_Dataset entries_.
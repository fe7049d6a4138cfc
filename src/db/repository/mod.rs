//! Repository module
//!
//! CRUD operations over the `account` and `employee` tables. Storage-layer
//! failures are translated here into a small error vocabulary; in
//! particular a unique-index violation is the authoritative uniqueness
//! signal (service pre-checks are a fast path only), and SCHEMAFULL field
//! assertions surface as validation errors rather than raw database text.

pub mod account;
pub mod employee;

pub use account::AccountRepository;
pub use employee::EmployeeRepository;

use surrealdb::engine::local::Db;
use surrealdb::{RecordId, Surreal};
use thiserror::Error;

/// Repository error types
#[derive(Debug, Error)]
pub enum RepoError {
    #[error("Not found: {0}")]
    NotFound(String),

    #[error("Duplicate: {0}")]
    Duplicate(String),

    #[error("Invalid id: {0}")]
    InvalidId(String),

    #[error("Validation error: {0}")]
    Validation(String),

    #[error("Database error: {0}")]
    Database(String),
}

impl From<surrealdb::Error> for RepoError {
    fn from(err: surrealdb::Error) -> Self {
        let raw = err.to_string();
        if raw.contains("already contains") {
            return RepoError::Duplicate(duplicate_message(&raw));
        }
        if raw.contains("must conform to") {
            tracing::warn!(target: "database", error = %raw, "Field assertion rejected a write");
            return RepoError::Validation(assertion_message(&raw));
        }
        RepoError::Database(raw)
    }
}

/// Result type for repository operations
pub type RepoResult<T> = Result<T, RepoError>;

/// Map a unique-index violation onto the field the index guards
fn duplicate_message(raw: &str) -> String {
    if raw.contains("account_username") {
        "Username already registered".to_string()
    } else {
        // account_email / employee_email
        "Email already registered".to_string()
    }
}

/// Map a SCHEMAFULL assertion failure onto a client-safe message
fn assertion_message(raw: &str) -> String {
    if raw.contains("`salary`") {
        "Salary must be at least 1000".to_string()
    } else {
        "Stored field constraint violated".to_string()
    }
}

/// Parse a client-supplied id into a record id for `table`
///
/// Accepts either the full `table:key` form or a bare key. Anything that
/// does not parse, or that names a different table, is rejected before any
/// query is attempted.
pub fn parse_record_id(table: &str, id: &str) -> RepoResult<RecordId> {
    let id = id.trim();
    if id.is_empty() {
        return Err(RepoError::InvalidId(id.to_string()));
    }
    let rid: RecordId = if id.contains(':') {
        id.parse()
            .map_err(|_| RepoError::InvalidId(id.to_string()))?
    } else {
        RecordId::from_table_key(table, id)
    };
    if rid.table() != table {
        return Err(RepoError::InvalidId(id.to_string()));
    }
    Ok(rid)
}

/// Base repository with database reference
#[derive(Clone)]
pub struct BaseRepository {
    db: Surreal<Db>,
}

impl BaseRepository {
    pub fn new(db: Surreal<Db>) -> Self {
        Self { db }
    }

    pub fn db(&self) -> &Surreal<Db> {
        &self.db
    }
}

#[cfg(test)]
mod tests {
    use super::*;

    #[test]
    fn record_id_accepts_qualified_and_bare_keys() {
        assert!(parse_record_id("employee", "employee:abc123").is_ok());
        assert!(parse_record_id("employee", "abc123").is_ok());
    }

    #[test]
    fn record_id_rejects_garbage() {
        assert!(matches!(
            parse_record_id("employee", ""),
            Err(RepoError::InvalidId(_))
        ));
        assert!(matches!(
            parse_record_id("employee", "account:abc123"),
            Err(RepoError::InvalidId(_))
        ));
    }

    #[test]
    fn duplicate_messages_name_the_guarded_field() {
        assert_eq!(
            duplicate_message("Database index `account_username` already contains 'ann'"),
            "Username already registered"
        );
        assert_eq!(
            duplicate_message("Database index `employee_email` already contains 'a@x.com'"),
            "Email already registered"
        );
    }
}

_What to do_.
Above are the records; copy every line in them that holds the word "unique".

_Exercise output_.
//! particular a unique-index violation is the authoritative uniqueness
/// Map a unique-index violation onto the field the index guards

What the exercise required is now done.